Los propietarios pueden mantener limpios los ojos de sus animales lavándolos con suero fisiológico y empleando una jeringuilla (fotografía 9; Lavado del ojo empleando una jeringuilla con suero fisiológico). De esta forma toda la suciedad que pueda haber en la conjuntiva se arrastra con el suero. El uso de agua de manzanilla y de agua con sal para lavar los ojos está muy extendido, sin embargo, en ocasiones, este tipo de soluciones puede ser irritante y, por ello, suele ser mejor emplear suero fisiológico.
En condiciones normales, no es necesario lavar los ojos de los perros diariamente, pero si es recomendable hacerlo después de que el perro haya estado en el campo, en parques con tierra, en zonas de mucho polvo, etc. Hay que recordar que los perros van olisqueando el suelo, se meten por matorrales y escarban en la tierra, por lo que sus ojos se irritan con mucha mayor frecuencia que los nuestros. Si se mantienen limpios, se pueden prevenir algunas conjuntivitis.
Los perros de raza Caniche, Shi-Tzu, Maltés, Pequinés, etc., suelen presentar conjuntivitis crónicas debido al continuo roce de los pelos de alrededor de los ojos sobre la conjuntiva. En estos animales, es conveniente que los propietarios mantengan la zona de los ojos despejada de pelos, ya sea sujetándolos de algún modo o manteniéndolos cortos, para evitar que estén continuamente metiéndose en los ojos.

¿Ante qué síntomas oculares deben alertarse los propietarios?

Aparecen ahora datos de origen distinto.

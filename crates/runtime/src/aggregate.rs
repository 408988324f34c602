use std::collections::HashMap;

use crate::event_log::{EventLog, EventLogError};
use crate::events::MatchEventType;
use crate::metrics::{ElapsedPercentiles, PoolRunStats};
use crate::ticket::TicketOutcome;

pub fn average_secs(samples: &[f64]) -> f64 {
    if samples.is_empty() {
        return 0.0;
    }
    samples.iter().sum::<f64>() / samples.len() as f64
}

#[derive(Debug, Clone, PartialEq)]
pub struct PoolSummary {
    pub completed: usize,
    pub completed_avg_secs: f64,
    pub failed: usize,
    pub failed_avg_secs: f64,
    pub percentiles: Option<ElapsedPercentiles>,
    pub unresolved: usize,
}

impl PoolSummary {
    pub fn from_stats(stats: &PoolRunStats) -> Self {
        Self {
            completed: stats.completed(),
            completed_avg_secs: average_secs(stats.completed_secs()),
            failed: stats.failed(),
            failed_avg_secs: average_secs(stats.failed_secs()),
            percentiles: stats.completed_percentiles(),
            unresolved: stats.unresolved(),
        }
    }
}

/// Builds run stats from the event log with one success query and one
/// failure query. A ticket that appears in both counts as completed, and
/// repeated records for one ticket count once.
pub async fn stats_from_event_log(
    log: &dyn EventLog,
    key_prefix: &str,
) -> Result<PoolRunStats, EventLogError> {
    let succeeded = log.query(key_prefix, &MatchEventType::SUCCESS).await?;
    let failed = log.query(key_prefix, &MatchEventType::FAILURES).await?;

    let mut outcomes: HashMap<String, (TicketOutcome, f64)> = HashMap::new();
    for record in failed {
        outcomes
            .entry(record.ticket_id)
            .or_insert((TicketOutcome::Failed, record.elapsed_secs));
    }
    for record in succeeded {
        outcomes.insert(record.ticket_id, (TicketOutcome::Completed, record.elapsed_secs));
    }

    let mut ordered: Vec<_> = outcomes.into_iter().collect();
    ordered.sort_by(|left, right| left.0.cmp(&right.0));

    let mut stats = PoolRunStats::new();
    for (_, (outcome, elapsed_secs)) in ordered {
        stats.record(outcome, elapsed_secs);
    }
    Ok(stats)
}
// Service exports
pub mod store;

pub use store::{StoreClient, StoreError};
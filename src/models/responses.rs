use serde::{Deserialize, Serialize};

use crate::models::domain::{Coordinates, RankedListing};

/// Response for the listings search endpoint
#[derive(Debug, Clone, Serialize, Deserialize)]
pub struct SearchListingsResponse {
    pub listings: Vec<RankedListing>,
    /// Listings that survived filtering, before the limit was applied
    #[serde(rename = "totalMatched")]
    pub total_matched: usize,
    /// Listings fetched from the store for this search
    #[serde(rename = "totalCandidates")]
    pub total_candidates: usize,
}

/// Response for coordinate resolution
#[derive(Debug, Clone, Serialize, Deserialize)]
pub struct ResolveLocationResponse {
    pub resolved: bool,
    /// None is the expected outcome for unknown prefixes, not an error
    pub coordinates: Option<Coordinates>,
}

/// Response for saved-search matching
#[derive(Debug, Clone, Serialize, Deserialize)]
pub struct SavedSearchMatchResponse {
    #[serde(rename = "matchEventId")]
    pub match_event_id: String,
    #[serde(rename = "listingIds")]
    pub listing_ids: Vec<String>,
    pub count: usize,
}

/// Health check response
#[derive(Debug, Clone, Serialize, Deserialize)]
pub struct HealthResponse {
    pub status: String,
    pub version: String,
    pub timestamp: chrono::DateTime<chrono::Utc>,
}

/// Error response
#[derive(Debug, Clone, Serialize, Deserialize)]
pub struct ErrorResponse {
    pub error: String,
    pub message: String,
    pub status_code: u16,
}
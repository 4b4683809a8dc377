/// Earth's radius in statute miles
const EARTH_RADIUS_MILES: f64 = 3959.0;

/// Great-circle distance between two points, in whole miles.
///
/// Haversine formula over WGS-84 degrees. The result is rounded to the
/// nearest mile; the prefix-level coordinates feeding it carry no more
/// precision than that. NaN inputs propagate through the arithmetic —
/// callers validate coordinates, this function never does.
#[inline]
pub fn distance_miles(lat1: f64, lng1: f64, lat2: f64, lng2: f64) -> f64 {
    let lat1_rad = lat1.to_radians();
    let lat2_rad = lat2.to_radians();
    let delta_lat = (lat2 - lat1).to_radians();
    let delta_lng = (lng2 - lng1).to_radians();

    let a = (delta_lat / 2.0).sin().powi(2)
        + lat1_rad.cos() * lat2_rad.cos() * (delta_lng / 2.0).sin().powi(2);
    let c = 2.0 * a.sqrt().atan2((1.0 - a).sqrt());

    (EARTH_RADIUS_MILES * c).round()
}

#[cfg(test)]
mod tests {
    use super::*;

    #[test]
    fn test_zero_distance_to_self() {
        let distance = distance_miles(42.9634, -85.6681, 42.9634, -85.6681);
        assert_eq!(distance, 0.0);
    }

    #[test]
    fn test_symmetric() {
        let ab = distance_miles(40.7128, -74.0060, 34.0522, -118.2437);
        let ba = distance_miles(34.0522, -118.2437, 40.7128, -74.0060);
        assert_eq!(ab, ba);
    }

    #[test]
    fn test_nyc_to_la() {
        // New York to Los Angeles is approximately 2445 miles
        let distance = distance_miles(40.7128, -74.0060, 34.0522, -118.2437);
        assert!((distance - 2445.0).abs() < 30.0, "expected ~2445mi, got {}", distance);
    }

    #[test]
    fn test_detroit_to_grand_rapids() {
        // Roughly 140 miles across Michigan
        let distance = distance_miles(42.3314, -83.0458, 42.9634, -85.6681);
        assert!(distance > 120.0 && distance < 160.0, "got {}", distance);
    }

    #[test]
    fn test_rounds_to_whole_miles() {
        let distance = distance_miles(40.7128, -74.0060, 40.7580, -73.9855);
        assert_eq!(distance, distance.round());
    }

    #[test]
    fn test_nan_propagates() {
        // Documented limitation: invalid input flows through, never panics
        assert!(distance_miles(f64::NAN, -74.0, 40.7, -74.0).is_nan());
    }
}
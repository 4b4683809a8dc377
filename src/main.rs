mod config;
mod core;
mod models;
mod routes;
mod services;

use actix_cors::Cors;
use actix_web::{error, http::StatusCode, middleware, web, App, HttpResponse, HttpServer};
use config::Settings;
use core::{SearchEngine, SearchLimits};
use routes::listings::AppState;
use services::StoreClient;
use std::sync::Arc;
use tracing::{error, info};

/// JSON error response for JSON payload errors
#[derive(Debug, serde::Serialize)]
pub struct JsonError {
    pub error: String,
    pub message: String,
    pub status_code: u16,
}

impl std::fmt::Display for JsonError {
    fn fmt(&self, f: &mut std::fmt::Formatter<'_>) -> std::fmt::Result {
        write!(f, "{}: {}", self.error, self.message)
    }
}

impl std::error::Error for JsonError {}

impl error::ResponseError for JsonError {
    fn error_response(&self) -> HttpResponse {
        HttpResponse::build(StatusCode::from_u16(self.status_code).unwrap_or(StatusCode::BAD_REQUEST))
            .content_type("application/json")
            .body(serde_json::to_string(self).unwrap())
    }
}

/// Handle JSON payload errors
pub fn handle_json_payload_error(err: error::JsonPayloadError, req: &actix_web::HttpRequest) -> actix_web::Error {
    tracing::info!("JSON payload error on {}: {}", req.path(), err);
    JsonError {
        error: "invalid_json".to_string(),
        message: format!("Invalid JSON: {}", err),
        status_code: 400,
    }
    .into()
}

/// Handle query payload errors
pub fn handle_query_payload_error(err: error::QueryPayloadError, _req: &actix_web::HttpRequest) -> actix_web::Error {
    JsonError {
        error: "invalid_query".to_string(),
        message: format!("Invalid query: {}", err),
        status_code: 400,
    }
    .into()
}

#[actix_web::main]
async fn main() -> std::io::Result<()> {
    // Load .env file if present
    dotenv::dotenv().ok();

    // Initialize logging
    let log_format = std::env::var("LOG_FORMAT").unwrap_or_else(|_| "json".to_string());

    let subscriber = tracing_subscriber::fmt()
        .with_target(false)
        .with_level(true);

    if log_format == "pretty" {
        subscriber.pretty().init();
    } else {
        subscriber.init();
    }

    info!("Starting Materia listing search service...");

    // Load configuration
    let settings = Settings::load().unwrap_or_else(|e| {
        error!("Failed to load configuration: {}", e);
        panic!("Configuration error: {}", e);
    });

    info!("Configuration loaded successfully");

    // Initialize the store client
    let request_timeout = settings.store.request_timeout_secs.unwrap_or(30);
    let store = Arc::new(StoreClient::new(
        settings.store.base_url,
        settings.store.anon_key,
        request_timeout,
    ));

    info!("Store client initialized (timeout: {}s)", request_timeout);

    // Initialize the search engine with configured limits
    let limits = SearchLimits {
        default_limit: settings.search.default_limit,
        max_limit: settings.search.max_limit,
    };

    let engine = SearchEngine::new(limits);

    info!("Search engine initialized with limits: {:?}", limits);

    if settings.features.debug_echo {
        info!("Debug echo endpoint enabled");
    }

    // Build application state
    let app_state = AppState {
        store,
        engine,
        debug_echo: settings.features.debug_echo,
    };

    // Configure HTTP server
    let host = settings.server.host.clone();
    let port = settings.server.port;
    let workers = settings.server.workers.unwrap_or(4);

    info!("Starting HTTP server on {}:{}", host, port);

    HttpServer::new(move || {
        let cors = Cors::permissive();

        App::new()
            .app_data(web::Data::new(app_state.clone()))
            .app_data(web::JsonConfig::default().error_handler(handle_json_payload_error))
            .app_data(web::QueryConfig::default().error_handler(handle_query_payload_error))
            .wrap(cors)
            .wrap(middleware::Logger::default())
            .wrap(middleware::Compress::default())
            .configure(routes::configure_routes)
    })
    .workers(workers)
    .bind((host, port))?
    .run()
    .await
}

En la mayoría de los casos, el diagnóstico precoz de las patologías oculares es fundamental para que haya una respuesta adecuada al tratamiento y, así, prevenir la evolución a problemas más graves. Por ello, es recomendable que los propietarios aprendan a identificar determinados signos oculares, ante los cuales deben llevar a su mascota al veterinario.
Muchas alteraciones oculares cursan con menor o mayor grado de dolor ocular (ej. úlceras corneales, inflamaciones intraoculares, glaucomas, irritación producida por pelos que rozan). Los signos que indican al propietario la existencia de dicho dolor son el cierre continuo de los párpados (blefarospasmo), mantener el ojo guiñado y molestia ante la luz (fotofobia) (fotografía 10; Este gato presenta dolor en el ojo que está guiñado). Además, algunos animales se frotan el ojo con la pata o restriegan la cabeza contra el sofá, suelo, etc. al sentir molestias en el ojo.

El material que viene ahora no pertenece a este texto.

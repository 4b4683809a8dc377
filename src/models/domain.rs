use chrono::{DateTime, Utc};
use serde::{Deserialize, Serialize};

/// Sentinel values the browsing UI sends to disable a filter
pub const ALL_CATEGORIES: &str = "All Categories";
pub const ALL_CONDITIONS: &str = "All Conditions";
pub const ALL_STATES: &str = "All States";

/// Radius the UI labels "Nationwide". Numerically it is an ordinary upper
/// bound; no special-casing anywhere in the pipeline.
pub const NATIONWIDE_RADIUS_MILES: f64 = 1000.0;

/// A marketplace listing as stored by the platform backend
#[derive(Debug, Clone, Serialize, Deserialize)]
pub struct Listing {
    pub id: String,
    pub title: String,
    #[serde(default)]
    pub description: String,
    pub category: String,
    pub condition: String,
    #[serde(default)]
    pub price: f64,
    #[serde(rename = "bulkPricing", default)]
    pub bulk_pricing: Vec<BulkTier>,
    #[serde(rename = "tradeAvailable", default)]
    pub trade_available: bool,
    #[serde(default)]
    pub verified: bool,
    #[serde(default)]
    pub location: String,
    #[serde(rename = "locationData", default)]
    pub location_data: Option<LocationData>,
    #[serde(rename = "postedDate")]
    pub posted_date: DateTime<Utc>,
    #[serde(rename = "sellerId", default)]
    pub seller_id: Option<String>,
    #[serde(rename = "imageUrls", default)]
    pub image_urls: Vec<String>,
}

impl Listing {
    /// The single price used for range filtering and price sorting.
    ///
    /// Bulk-priced listings use the first tier's per-unit price, not the
    /// cheapest tier. Non-finite or negative values collapse to 0.0.
    pub fn effective_price(&self) -> f64 {
        let raw = match self.bulk_pricing.first() {
            Some(tier) => tier.price,
            None => self.price,
        };
        if raw.is_finite() && raw >= 0.0 {
            raw
        } else {
            0.0
        }
    }

    /// Structured zip code, when the seller provided one
    pub fn zip_code(&self) -> Option<&str> {
        self.location_data.as_ref().and_then(|d| d.zip_code.as_deref())
    }
}

/// One tier of a bulk-pricing schedule
#[derive(Debug, Clone, Serialize, Deserialize)]
pub struct BulkTier {
    #[serde(rename = "minQuantity", default)]
    pub min_quantity: u32,
    pub price: f64,
    #[serde(default)]
    pub unit: Option<String>,
}

/// Structured location a seller may attach alongside the free-text field
#[derive(Debug, Clone, Serialize, Deserialize)]
pub struct LocationData {
    #[serde(default)]
    pub city: Option<String>,
    #[serde(default)]
    pub state: Option<String>,
    #[serde(rename = "zipCode", default)]
    pub zip_code: Option<String>,
}

/// WGS-84 coordinate pair in degrees
#[derive(Debug, Clone, Copy, PartialEq, Serialize, Deserialize)]
pub struct Coordinates {
    pub lat: f64,
    pub lng: f64,
}

/// Sort orders offered by the listings browser
#[derive(Debug, Clone, Copy, PartialEq, Eq, Serialize, Deserialize)]
#[serde(rename_all = "kebab-case")]
pub enum SortKey {
    Newest,
    PriceLow,
    PriceHigh,
    Location,
    Distance,
}

/// Filter criteria for one search, built from UI state per interaction.
///
/// Every field is optional; absence means "no constraint". The distance
/// filter needs both `user_coordinates` and `max_distance_miles` to be
/// active.
#[derive(Debug, Clone, Default)]
pub struct FilterCriteria {
    pub search_text: Option<String>,
    pub category: Option<String>,
    pub condition: Option<String>,
    pub state: Option<String>,
    pub price_range: Option<(f64, f64)>,
    pub trade_only: bool,
    pub verified_only: bool,
    pub user_coordinates: Option<Coordinates>,
    pub max_distance_miles: Option<f64>,
    /// None preserves input order; the browser UI sends "newest" by default
    pub sort_by: Option<SortKey>,
}

impl FilterCriteria {
    /// The distance filter only applies when the user has a resolved
    /// location and picked a radius.
    pub fn distance_filter_active(&self) -> bool {
        self.user_coordinates.is_some() && self.max_distance_miles.is_some()
    }
}

/// A listing annotated with search-time data.
///
/// Annotation happens once, before filtering, so the distance is never
/// recomputed per comparison.
#[derive(Debug, Clone, Serialize, Deserialize)]
pub struct RankedListing {
    #[serde(flatten)]
    pub listing: Listing,
    #[serde(rename = "distanceMiles", skip_serializing_if = "Option::is_none")]
    pub distance_miles: Option<f64>,
    #[serde(rename = "effectivePrice")]
    pub effective_price: f64,
}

El enrojecimiento ocular es otro signo que indica la existencia de una alteración ocular. Puede tratarse de una conjuntivitis pero, como ya hemos comentado, también es signo de otras patologías más graves que requieren atención veterinaria inmediatamente (ej. glaucoma, inflamación intraocular) (fotografía 11; Enrojecimiento ocular en un perro con una inflamación intraocular (uveítis)).
Igualmente, la presencia de abundantes legañas o exudado de color blanquecino, amarillento o verdoso es anormal. Indica la presencia de una infección que puede estar asociada a múltiples patologías del ojo, como conjuntivitis, queratoconjuntivitis seca, úlceras, etc.
La presencia de un ojo azul, es decir de una opacidad azulada de la córnea, es otro síntoma ante el cual se debe acudir al veterinario con urgencia, ya que suele ser indicativo de alteraciones intraoculares graves (fotografía 12; Un Ojo azul y enrojecimiento de la conjuntiva en un perro con inflamación intraocular (uveítis)).
La pérdida de visión repentina (en pocos días) suele detectarse porque el animal, de repente, se choca contra los objetos y los muebles. La causa de cegueras agudas es múltiple. En la mayoría de los casos, el diagnóstico precoz de dicha ceguera y de su posible origen es decisivo a la hora de recuperar la visión.
En resumen, el diagnóstico de conjuntivitis debe ser realizado siempre por un profesional, ya que el enrojecimiento ocular no sólo es signo de conjuntivitis, sino también de otras patologías más graves que podrían poner en peligro la visión del animal. Igualmente, es el veterinario quien debe indicar qué colirio es el más adecuado en cada caso y supervisar la suspensión del tratamiento.